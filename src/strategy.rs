//! Per-page routing between the embedded text layer and OCR.

use serde::Serialize;
use std::fmt;

use crate::config::{DetectionThresholds, ExtractConfig, StrategyMode};
use crate::model::Page;

/// Characters that PDF text extraction emits in place of unmappable glyphs.
const ARTIFACT_CHARS: [char; 5] = ['\u{FFFD}', '□', '▪', '◦', '●'];

/// Page area unit for density, in square points.
const DENSITY_AREA_UNIT: f32 = 10_000.0;

/// Why a page was routed to OCR.
#[derive(Debug, Clone, Copy, PartialEq, Eq, Serialize)]
#[serde(rename_all = "snake_case")]
pub enum OcrReason {
    /// Fewer trimmed characters than the minimum
    TooFewChars,
    /// Too few characters for the page area
    LowDensity,
    /// Too few recognizable characters
    Garbled,
    /// Too many replacement characters or boxes
    Artifacts,
    /// OCR mode was requested for every page
    Forced,
}

impl OcrReason {
    /// Short description for logs and reports.
    pub fn description(&self) -> &'static str {
        match self {
            OcrReason::TooFewChars => "too few characters",
            OcrReason::LowDensity => "low text density",
            OcrReason::Garbled => "garbled text",
            OcrReason::Artifacts => "extraction artifacts",
            OcrReason::Forced => "OCR mode",
        }
    }
}

impl fmt::Display for OcrReason {
    fn fmt(&self, f: &mut fmt::Formatter<'_>) -> fmt::Result {
        f.write_str(self.description())
    }
}

/// Measurements of a page's embedded text.
#[derive(Debug, Clone, Copy, Default, PartialEq, Serialize)]
pub struct TextMetrics {
    /// Trimmed character count
    pub char_count: usize,
    /// Characters per 10,000 square points
    pub density: f32,
    /// Share of recognizable characters
    pub valid_ratio: f32,
    /// Share of artifact characters
    pub artifact_ratio: f32,
}

impl TextMetrics {
    /// Measure a page.
    pub fn measure(page: &Page) -> Self {
        let text = page.text.trim();
        let char_count = text.chars().count();
        if char_count == 0 {
            return Self::default();
        }

        let valid = text.chars().filter(|&c| is_valid_char(c)).count();
        let artifacts = text.chars().filter(|c| ARTIFACT_CHARS.contains(c)).count();

        let area_units = page.area() / DENSITY_AREA_UNIT;
        let density = if area_units > 0.0 {
            char_count as f32 / area_units
        } else {
            f32::INFINITY
        };

        Self {
            char_count,
            density,
            valid_ratio: valid as f32 / char_count as f32,
            artifact_ratio: artifacts as f32 / char_count as f32,
        }
    }
}

fn is_valid_char(c: char) -> bool {
    matches!(c, '\u{0600}'..='\u{06FF}' | '\u{0750}'..='\u{077F}')
        || c.is_ascii_alphanumeric()
        || c.is_whitespace()
        || matches!(c, '.' | ',' | ':' | ';' | '!' | '?' | '(' | ')' | '-' | '+' | '=')
}

/// Outcome of the strategy for one page.
#[derive(Debug, Clone, Copy, PartialEq, Serialize)]
pub struct PageDecision {
    /// Page number (1-indexed)
    pub page: u32,
    /// Whether the page should be rendered and recognized
    pub needs_ocr: bool,
    /// First rule that fired
    pub reason: Option<OcrReason>,
    /// Measurements the decision was based on
    pub metrics: TextMetrics,
}

/// Decides per page whether to trust the text layer.
#[derive(Debug, Clone, Default)]
pub struct ExtractionStrategy {
    mode: StrategyMode,
    thresholds: DetectionThresholds,
}

impl ExtractionStrategy {
    /// Create a strategy.
    pub fn new(mode: StrategyMode, thresholds: DetectionThresholds) -> Self {
        Self { mode, thresholds }
    }

    /// Create a strategy from a configuration.
    pub fn from_config(config: &ExtractConfig) -> Self {
        Self::new(config.strategy, config.thresholds)
    }

    /// Strategy mode.
    pub fn mode(&self) -> StrategyMode {
        self.mode
    }

    /// Detection thresholds.
    pub fn thresholds(&self) -> &DetectionThresholds {
        &self.thresholds
    }

    /// Decide how to extract a page.
    pub fn decide(&self, page: &Page) -> PageDecision {
        let metrics = TextMetrics::measure(page);
        let reason = match self.mode {
            StrategyMode::Direct => None,
            StrategyMode::Ocr => Some(OcrReason::Forced),
            StrategyMode::Smart => self.smart_reason(&metrics),
        };

        PageDecision {
            page: page.number,
            needs_ocr: reason.is_some(),
            reason,
            metrics,
        }
    }

    fn smart_reason(&self, m: &TextMetrics) -> Option<OcrReason> {
        let t = &self.thresholds;
        if m.char_count < t.min_chars {
            Some(OcrReason::TooFewChars)
        } else if m.density < t.min_density {
            Some(OcrReason::LowDensity)
        } else if m.valid_ratio < t.min_valid_ratio {
            Some(OcrReason::Garbled)
        } else if m.artifact_ratio > t.max_artifact_ratio {
            Some(OcrReason::Artifacts)
        } else {
            None
        }
    }
}

#[cfg(test)]
mod tests {
    use super::*;

    fn smart() -> ExtractionStrategy {
        ExtractionStrategy::new(StrategyMode::Smart, DetectionThresholds::default())
    }

    fn arabic_paragraph() -> String {
        "هذا نص عربي طويل بما يكفي لاعتباره طبقة نصية صالحة في الصفحة. ".repeat(2)
    }

    #[test]
    fn test_text_page_uses_embedded_text() {
        let page = Page::a4(1).with_text(arabic_paragraph());
        let decision = smart().decide(&page);
        assert!(!decision.needs_ocr);
        assert_eq!(decision.reason, None);
        assert!(decision.metrics.valid_ratio > 0.99);
    }

    #[test]
    fn test_image_only_page_needs_ocr() {
        let page = Page::a4(1).with_images(1);
        let decision = smart().decide(&page);
        assert!(decision.needs_ocr);
        assert_eq!(decision.reason, Some(OcrReason::TooFewChars));
    }

    #[test]
    fn test_low_density() {
        let page = Page::new(1, 3000.0, 3000.0).with_text(arabic_paragraph());
        assert_eq!(smart().decide(&page).reason, Some(OcrReason::LowDensity));
    }

    #[test]
    fn test_garbled_text() {
        let page = Page::a4(1).with_text("§¤¥¦¨©ª«¬®¯°±²³´µ¶·¸¹º»¼½¾¿ÀÁÂÃÄÅÆÇÈÉÊËÌÍÎÏÐÑÒÓÔÕÖ×ØÙÚÛÜ");
        assert_eq!(smart().decide(&page).reason, Some(OcrReason::Garbled));
    }

    #[test]
    fn test_artifacts() {
        let text = format!("{}{}", arabic_paragraph(), "\u{FFFD}".repeat(10));
        let page = Page::a4(1).with_text(text);
        assert_eq!(smart().decide(&page).reason, Some(OcrReason::Artifacts));
    }

    #[test]
    fn test_rule_order_prefers_char_count() {
        let page = Page::a4(1).with_text("\u{FFFD}\u{FFFD}");
        assert_eq!(smart().decide(&page).reason, Some(OcrReason::TooFewChars));
    }

    #[test]
    fn test_direct_and_ocr_modes() {
        let page = Page::a4(3).with_images(1);
        let direct = ExtractionStrategy::new(StrategyMode::Direct, DetectionThresholds::default());
        assert!(!direct.decide(&page).needs_ocr);

        let page = Page::a4(3).with_text(arabic_paragraph());
        let ocr = ExtractionStrategy::new(StrategyMode::Ocr, DetectionThresholds::default());
        let decision = ocr.decide(&page);
        assert!(decision.needs_ocr);
        assert_eq!(decision.reason, Some(OcrReason::Forced));
        assert_eq!(decision.page, 3);
    }

    #[test]
    fn test_custom_threshold() {
        let strategy = ExtractionStrategy::new(
            StrategyMode::Smart,
            DetectionThresholds::default()
                .with_min_chars(5)
                .with_min_density(0.1),
        );
        let page = Page::a4(1).with_text("بسم الله");
        assert!(!strategy.decide(&page).needs_ocr);
    }
}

• • • •

Exercise goal
Send back all of the entries exactly, with nothing missing.

Problem solution
filename src/strategy.rs
//! Per-page routing between the embedded text layer and OCR.

use serde::Serialize;
use std::fmt;

use crate::config::{DetectionThresholds, ExtractConfig, StrategyMode};
use crate::model::Page;

/// Characters that PDF text extraction emits in place of unmappable glyphs.
const ARTIFACT_CHARS: [char; 5] = ['\u{FFFD}', '□', '▪', '◦', '●'];

/// Page area unit for density, in square points.
const DENSITY_AREA_UNIT: f32 = 10_000.0;

/// Why a page was routed to OCR.
#[derive(Debug, Clone, Copy, PartialEq, Eq, Serialize)]
#[serde(rename_all = "snake_case")]
pub enum OcrReason {
    /// Fewer trimmed characters than the minimum
    TooFewChars,
    /// Too few characters for the page area
    LowDensity,
    /// Too few recognizable characters
    Garbled,
    /// Too many replacement characters or boxes
    Artifacts,
    /// OCR mode was requested for every page
    Forced,
}

impl OcrReason {
    /// Short description for logs and reports.
    pub fn description(&self) -> &'static str {
        match self {
            OcrReason::TooFewChars => "too few characters",
            OcrReason::LowDensity => "low text density",
            OcrReason::Garbled => "garbled text",
            OcrReason::Artifacts => "extraction artifacts",
            OcrReason::Forced => "OCR mode",
        }
    }
}

impl fmt::Display for OcrReason {
    fn fmt(&self, f: &mut fmt::Formatter<'_>) -> fmt::Result {
        f.write_str(self.description())
    }
}

/// Measurements of a page's embedded text.
#[derive(Debug, Clone, Copy, Default, PartialEq, Serialize)]
pub struct TextMetrics {
    /// Trimmed character count
    pub char_count: usize,
    /// Characters per 10,000 square points
    pub density: f32,
    /// Share of recognizable characters
    pub valid_ratio: f32,
    /// Share of artifact characters
    pub artifact_ratio: f32,
}

impl TextMetrics {
    /// Measure a page.
    pub fn measure(page: &Page) -> Self {
        let text = page.text.trim();
        let char_count = text.chars().count();
        if char_count == 0 {
            return Self::default();
        }

        let valid = text.chars().filter(|&c| is_valid_char(c)).count();
        let artifacts = text.chars().filter(|c| ARTIFACT_CHARS.contains(c)).count();

        let area_units = page.area() / DENSITY_AREA_UNIT;
        let density = if area_units > 0.0 {
            char_count as f32 / area_units
        } else {
            f32::INFINITY
        };

        Self {
            char_count,
            density,
            valid_ratio: valid as f32 / char_count as f32,
            artifact_ratio: artifacts as f32 / char_count as f32,
        }
    }
}

fn is_valid_char(c: char) -> bool {
    matches!(c, '\u{0600}'..='\u{06FF}' | '\u{0750}'..='\u{077F}')
        || c.is_ascii_alphanumeric()
        || c.is_whitespace()
        || matches!(c, '.' | ',' | ':' | ';' | '!' | '?' | '(' | ')' | '-' | '+' | '=')
}

/// Outcome of the strategy for one page.
#[derive(Debug, Clone, Copy, PartialEq, Serialize)]
pub struct PageDecision {
    /// Page number (1-indexed)
    pub page: u32,
    /// Whether the page should be rendered and recognized
    pub needs_ocr: bool,
    /// First rule that fired
    pub reason: Option<OcrReason>,
    /// Measurements the decision was based on
    pub metrics: TextMetrics,
}

/// Decides per page whether to trust the text layer.
#[derive(Debug, Clone, Default)]
pub struct ExtractionStrategy {
    mode: StrategyMode,
    thresholds: DetectionThresholds,
}

impl ExtractionStrategy {
    /// Create a strategy.
    pub fn new(mode: StrategyMode, thresholds: DetectionThresholds) -> Self {
        Self { mode, thresholds }
    }

    /// Create a strategy from a configuration.
    pub fn from_config(config: &ExtractConfig) -> Self {
        Self::new(config.strategy, config.thresholds)
    }

    /// Strategy mode.
    pub fn mode(&self) -> StrategyMode {
        self.mode
    }

    /// Detection thresholds.
    pub fn thresholds(&self) -> &DetectionThresholds {
        &self.thresholds
    }

    /// Decide how to extract a page.
    pub fn decide(&self, page: &Page) -> PageDecision {
        let metrics = TextMetrics::measure(page);
        let reason = match self.mode {
            StrategyMode::Direct => None,
            StrategyMode::Ocr => Some(OcrReason::Forced),
            StrategyMode::Smart => self.smart_reason(&metrics),
        };

        PageDecision {
            page: page.number,
            needs_ocr: reason.is_some(),
            reason,
            metrics,
        }
    }

    fn smart_reason(&self, m: &TextMetrics) -> Option<OcrReason> {
        let t = &self.thresholds;
        if m.char_count < t.min_chars {
            Some(OcrReason::TooFewChars)
        } else if m.density < t.min_density {
            Some(OcrReason::LowDensity)
        } else if m.valid_ratio < t.min_valid_ratio {
            Some(OcrReason::Garbled)
        } else if m.artifact_ratio > t.max_artifact_ratio {
            Some(OcrReason::Artifacts)
        } else {
            None
        }
    }
}

#[cfg(test)]
mod tests {
    use super::*;

    fn smart() -> ExtractionStrategy {
        ExtractionStrategy::new(StrategyMode::Smart, DetectionThresholds::default())
    }

    fn arabic_paragraph() -> String {
        "هذا نص عربي طويل بما يكفي لاعتباره طبقة نصية صالحة في الصفحة. ".repeat(2)
    }

    #[test]
    fn test_text_page_uses_embedded_text() {
        let page = Page::a4(1).with_text(arabic_paragraph());
        let decision = smart().decide(&page);
        assert!(!decision.needs_ocr);
        assert_eq!(decision.reason, None);
        assert!(decision.metrics.valid_ratio > 0.99);
    }

    #[test]
    fn test_image_only_page_needs_ocr() {
        let page = Page::a4(1).with_images(1);
        let decision = smart().decide(&page);
        assert!(decision.needs_ocr);
        assert_eq!(decision.reason, Some(OcrReason::TooFewChars));
    }

    #[test]
    fn test_low_density() {
        let page = Page::new(1, 3000.0, 3000.0).with_text(arabic_paragraph());
        assert_eq!(smart().decide(&page).reason, Some(OcrReason::LowDensity));
    }

    #[test]
    fn test_garbled_text() {
        let page = Page::a4(1).with_text("§¤¥¦¨©ª«¬®¯°±²³´µ¶·¸¹º»¼½¾¿ÀÁÂÃÄÅÆÇÈÉÊËÌÍÎÏÐÑÒÓÔÕÖ×ØÙÚÛÜ");
        assert_eq!(smart().decide(&page).reason, Some(OcrReason::Garbled));
    }

    #[test]
    fn test_artifacts() {
        let text = format!("{}{}", arabic_paragraph(), "\u{FFFD}".repeat(10));
        let page = Page::a4(1).with_text(text);
        assert_eq!(smart().decide(&page).reason, Some(OcrReason::Artifacts));
    }

    #[test]
    fn test_rule_order_prefers_char_count() {
        let page = Page::a4(1).with_text("\u{FFFD}\u{FFFD}");
        assert_eq!(smart().decide(&page).reason, Some(OcrReason::TooFewChars));
    }

    #[test]
    fn test_direct_and_ocr_modes() {
        let page = Page::a4(3).with_images(1);
        let direct = ExtractionStrategy::new(StrategyMode::Direct, DetectionThresholds::default());
        assert!(!direct.decide(&page).needs_ocr);

        let page = Page::a4(3).with_text(arabic_paragraph());
        let ocr = ExtractionStrategy::new(StrategyMode::Ocr, DetectionThresholds::default());
        let decision = ocr.decide(&page);
        assert!(decision.needs_ocr);
        assert_eq!(decision.reason, Some(OcrReason::Forced));
        assert_eq!(decision.page, 3);
    }

    #[test]
    fn test_custom_threshold() {
        let strategy = ExtractionStrategy::new(
            StrategyMode::Smart,
            DetectionThresholds::default()
                .with_min_chars(5)
                .with_min_density(0.1),
        );
        let page = Page::a4(1).with_text("بسم الله");
        assert!(!strategy.decide(&page).needs_ocr);
    }
}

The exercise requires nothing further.